RecognitionDescent encodes the property that a self-map f fixes the equilibrium ratio 1 and strictly decreases J-cost off equilibrium. Control engineers cite it when certifying that a PID loop is stable by monotone descent on the recognition cost. The definition consists of three fields with no proof obligations.

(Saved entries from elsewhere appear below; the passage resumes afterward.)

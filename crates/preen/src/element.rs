//! Per-node removal decisions.

use markup5ever_rcdom::{Handle, NodeData};
use std::rc::Rc;

use crate::allowlist::{self, HTML_NAMESPACE};
use crate::dom;
use crate::error::Result;
use crate::hooks::{ElementHookEvent, HookPoint};
use crate::namespace::is_valid_namespace;
use crate::patterns::{
    comment_tag_like_regex, custom_element_regex, nested_fallback_close_regex,
    scrub_template_expressions, tag_like_regex,
};
use crate::walker::Pass;

/// `true` for names shaped like an autonomous custom element (`x-foo`), except `annotation-xml`.
pub fn is_basic_custom_element(tag: &str) -> bool {
    tag != "annotation-xml" && custom_element_regex().is_match(tag)
}

/// A `<form>` whose named controls would shadow one of the members the walker calls.
///
/// Browsers expose `<input name=x>` as `form.x`, so a control named `attributes` or
/// `removeChild` replaces the real member. Such a form cannot be inspected safely and is
/// dropped whole.
pub fn is_clobbered(node: &Handle) -> bool {
    let is_form = dom::namespace_uri(node) == Some(HTML_NAMESPACE)
        && dom::qual_name(node).is_some_and(|n| &*n.local == "form");
    is_form && has_clobbering_control(node)
}

fn has_clobbering_control(form: &Handle) -> bool {
    let mut stack = dom::children(form);
    while let Some(node) = stack.pop() {
        if !dom::is_element(&node) {
            continue;
        }
        let is_control = dom::namespace_uri(&node) == Some(HTML_NAMESPACE)
            && allowlist::form_named_controls().contains(&dom::lc_local_name(&node));
        let clobbers = is_control
            && ["id", "name"].iter().any(|attr| {
                dom::get_attribute(&node, attr)
                    .is_some_and(|v| allowlist::form_shadowed_members().contains(v.as_str()))
            });
        if clobbers {
            return true;
        }
        stack.extend(dom::children(&node));
    }
    false
}

/// Runs the element checks for one node. Returns `true` when the node was removed.
pub(crate) fn sanitize_element(pass: &mut Pass<'_>, node: &Handle) -> Result<bool> {
    let cfg = pass.cfg;
    pass.hooks
        .run_node(HookPoint::BeforeSanitizeElements, node, cfg)?;

    if is_clobbered(node) {
        pass.force_remove(node);
        return Ok(true);
    }

    let tag_name = cfg.transform_case(&dom::node_name(node));
    let mut event = ElementHookEvent {
        tag_name: &tag_name,
        allowed_tags: &cfg.allowed_tags,
        allow_tag: None,
    };
    pass.hooks
        .run_element(HookPoint::UponSanitizeElement, node, &mut event, cfg)?;
    let tag_allowed = event.is_allowed(&cfg.forbid_tags);

    // Markup hiding inside what the parser produced as plain text is an mXSS signal.
    if dom::has_child_nodes(node)
        && dom::first_element_child(node).is_none()
        && tag_like_regex().is_match(&dom::inner_html(node))
        && tag_like_regex().is_match(&dom::text_content(node))
    {
        pass.force_remove(node);
        return Ok(true);
    }

    match &node.data {
        NodeData::ProcessingInstruction { .. } => {
            pass.force_remove(node);
            return Ok(true);
        }
        NodeData::Comment { contents }
            if cfg.safe_for_xml && comment_tag_like_regex().is_match(contents) =>
        {
            pass.force_remove(node);
            return Ok(true);
        }
        _ => {}
    }

    if !tag_allowed {
        if !cfg.forbid_tags.contains(&tag_name)
            && is_basic_custom_element(&tag_name)
            && cfg.custom_elements.tag_name_ok(&tag_name)
        {
            return Ok(false);
        }
        if cfg.keep_content
            && !cfg.forbid_contents.contains(&tag_name)
            && !Rc::ptr_eq(node, &pass.root)
        {
            dom::hoist_children(node, pass.index_hint);
        }
        pass.force_remove(node);
        return Ok(true);
    }

    if dom::is_element(node) && !is_valid_namespace(node, cfg) {
        pass.force_remove(node);
        return Ok(true);
    }

    if matches!(tag_name.as_str(), "noscript" | "noembed" | "noframes")
        && nested_fallback_close_regex().is_match(&dom::inner_html(node))
    {
        pass.force_remove(node);
        return Ok(true);
    }

    if cfg.safe_for_templates {
        if let Some(content) = dom::text_of(node) {
            let scrubbed = scrub_template_expressions(&content);
            if scrubbed != content {
                pass.log_element(dom::deep_clone(node));
                dom::set_text(node, &scrubbed);
            }
        }
    }

    pass.hooks
        .run_node(HookPoint::AfterSanitizeElements, node, cfg)?;
    Ok(false)
}

#[cfg(test)]
mod tests {
    use super::*;

    #[test]
    fn custom_element_shape() {
        assert!(is_basic_custom_element("x-foo"));
        assert!(is_basic_custom_element("my-el.v2-b"));
        assert!(!is_basic_custom_element("annotation-xml"));
        assert!(!is_basic_custom_element("div"));
        assert!(!is_basic_custom_element("-x"));
    }

    #[test]
    fn form_with_shadowing_control_is_clobbered() {
        let form = dom::new_html_element("form");
        let input = dom::new_html_element("input");
        let name = dom::attribute_qual_name("name", "").unwrap();
        dom::set_attribute(&input, name.clone(), "attributes", None);
        let fieldset = dom::new_html_element("fieldset");
        dom::append_child(&form, &fieldset);
        dom::append_child(&fieldset, &input);
        assert!(is_clobbered(&form));

        dom::set_attribute(&input, name, "email", None);
        assert!(!is_clobbered(&form));
    }

    #[test]
    fn shadowed_member_names_are_case_sensitive() {
        let form = dom::new_html_element("form");
        let input = dom::new_html_element("input");
        let id = dom::attribute_qual_name("id", "").unwrap();
        dom::set_attribute(&input, id, "nodename", None);
        dom::append_child(&form, &input);
        assert!(!is_clobbered(&form));
    }
}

Claim. A map $f : ℝ → ℝ$ exhibits recognition descent when $f(1) = 1$, $f$ maps positive reals to positive reals, and $Jcost(f(r)) < Jcost(r)$ for every $r > 0$ with $r ≠ 1$.

background

In the PIDStabilityFromJCost module the J-cost is the function Cost.Jcost drawn from the RSNative Core, satisfying Jcost(1) = 0 and Jcost(x) > 0 precisely when x ≠ 1 for x > 0. The trajectory function iterates any controller map by trajectory f r 0 = r and trajectory f r (n+1) = f (trajectory f r n). The module states that closed-loop stability of a PID controller around a setpoint reduces to monotone J-cost descent on the realised/setpoint ratio r.

proof idea

The declaration is a structure definition with three fields. fixes_equilibrium asserts f 1 = 1. preserves_positive requires that 0 < r implies 0 < f r. strict_descent_off encodes the strict inequality Cost.Jcost (f r) < Cost.Jcost r whenever 0 < r and r ≠ 1. No lemmas are invoked; downstream results such as cost_descent_step simply project the strict_descent_off field.

why it matters

RecognitionDescent supplies the central hypothesis for PIDStabilityCert, pid_stability_one_statement, trajectory_at_equilibrium and cost_descent_step. It formalises the structural signature of any adequately-tuned PID-class controller, independent of Ziegler-Nichols or SIMC tuning, and links directly to J-uniqueness (T5) in the forcing chain. The definition closes the abstract layer before domain-specific realisations.